_Task brief_
Starting at the first line and ending at the last, repeat the material word for word.

____ Dataset extract

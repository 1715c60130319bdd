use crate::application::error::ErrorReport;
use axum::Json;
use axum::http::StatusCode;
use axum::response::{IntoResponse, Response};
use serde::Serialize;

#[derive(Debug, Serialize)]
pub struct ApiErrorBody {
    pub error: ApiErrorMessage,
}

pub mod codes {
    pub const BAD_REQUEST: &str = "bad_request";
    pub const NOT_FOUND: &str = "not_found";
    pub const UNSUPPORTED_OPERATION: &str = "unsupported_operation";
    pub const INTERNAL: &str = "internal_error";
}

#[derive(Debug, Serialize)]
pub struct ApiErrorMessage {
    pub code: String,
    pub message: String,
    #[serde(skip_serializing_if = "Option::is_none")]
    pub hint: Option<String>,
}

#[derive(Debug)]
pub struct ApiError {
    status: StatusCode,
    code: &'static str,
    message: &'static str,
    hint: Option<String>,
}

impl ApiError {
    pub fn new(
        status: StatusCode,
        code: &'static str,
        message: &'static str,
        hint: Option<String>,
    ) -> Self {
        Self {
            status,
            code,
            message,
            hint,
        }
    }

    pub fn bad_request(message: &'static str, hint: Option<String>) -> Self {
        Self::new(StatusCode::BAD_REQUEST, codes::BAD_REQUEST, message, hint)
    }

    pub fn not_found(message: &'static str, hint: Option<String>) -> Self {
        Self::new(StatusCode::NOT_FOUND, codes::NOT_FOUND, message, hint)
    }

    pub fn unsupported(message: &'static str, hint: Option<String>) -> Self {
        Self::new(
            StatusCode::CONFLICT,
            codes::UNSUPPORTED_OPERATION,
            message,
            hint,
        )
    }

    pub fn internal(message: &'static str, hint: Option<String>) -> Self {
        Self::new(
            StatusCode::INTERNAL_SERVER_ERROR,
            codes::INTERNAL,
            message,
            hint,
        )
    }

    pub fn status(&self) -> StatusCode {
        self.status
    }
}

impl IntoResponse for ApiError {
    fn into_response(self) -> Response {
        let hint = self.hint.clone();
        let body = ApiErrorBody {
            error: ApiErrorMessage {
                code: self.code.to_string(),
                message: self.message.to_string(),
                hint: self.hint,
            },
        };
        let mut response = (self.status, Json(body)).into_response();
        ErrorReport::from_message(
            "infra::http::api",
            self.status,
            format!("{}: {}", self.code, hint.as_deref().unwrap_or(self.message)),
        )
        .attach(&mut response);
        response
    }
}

________

_Result of the exercise_
repository 1715c60130319bdd
use crate::application::error::ErrorReport;
use axum::Json;
use axum::http::StatusCode;
use axum::response::{IntoResponse, Response};
use serde::Serialize;

#[derive(Debug, Serialize)]
pub struct ApiErrorBody {
    pub error: ApiErrorMessage,
}

pub mod codes {
    pub const BAD_REQUEST: &str = "bad_request";
    pub const NOT_FOUND: &str = "not_found";
    pub const UNSUPPORTED_OPERATION: &str = "unsupported_operation";
    pub const INTERNAL: &str = "internal_error";
}

#[derive(Debug, Serialize)]
pub struct ApiErrorMessage {
    pub code: String,
    pub message: String,
    #[serde(skip_serializing_if = "Option::is_none")]
    pub hint: Option<String>,
}

#[derive(Debug)]
pub struct ApiError {
    status: StatusCode,
    code: &'static str,
    message: &'static str,
    hint: Option<String>,
}

impl ApiError {
    pub fn new(
        status: StatusCode,
        code: &'static str,
        message: &'static str,
        hint: Option<String>,
    ) -> Self {
        Self {
            status,
            code,
            message,
            hint,
        }
    }

    pub fn bad_request(message: &'static str, hint: Option<String>) -> Self {
        Self::new(StatusCode::BAD_REQUEST, codes::BAD_REQUEST, message, hint)
    }

    pub fn not_found(message: &'static str, hint: Option<String>) -> Self {
        Self::new(StatusCode::NOT_FOUND, codes::NOT_FOUND, message, hint)
    }

    pub fn unsupported(message: &'static str, hint: Option<String>) -> Self {
        Self::new(
            StatusCode::CONFLICT,
            codes::UNSUPPORTED_OPERATION,
            message,
            hint,
        )
    }

    pub fn internal(message: &'static str, hint: Option<String>) -> Self {
        Self::new(
            StatusCode::INTERNAL_SERVER_ERROR,
            codes::INTERNAL,
            message,
            hint,
        )
    }

    pub fn status(&self) -> StatusCode {
        self.status
    }
}

impl IntoResponse for ApiError {
    fn into_response(self) -> Response {
        let hint = self.hint.clone();
        let body = ApiErrorBody {
            error: ApiErrorMessage {
                code: self.code.to_string(),
                message: self.message.to_string(),
                hint: self.hint,
            },
        };
        let mut response = (self.status, Json(body)).into_response();
        ErrorReport::from_message(
            "infra::http::api",
            self.status,
            format!("{}: {}", self.code, hint.as_deref().unwrap_or(self.message)),
        )
        .attach(&mut response);
        response
    }
}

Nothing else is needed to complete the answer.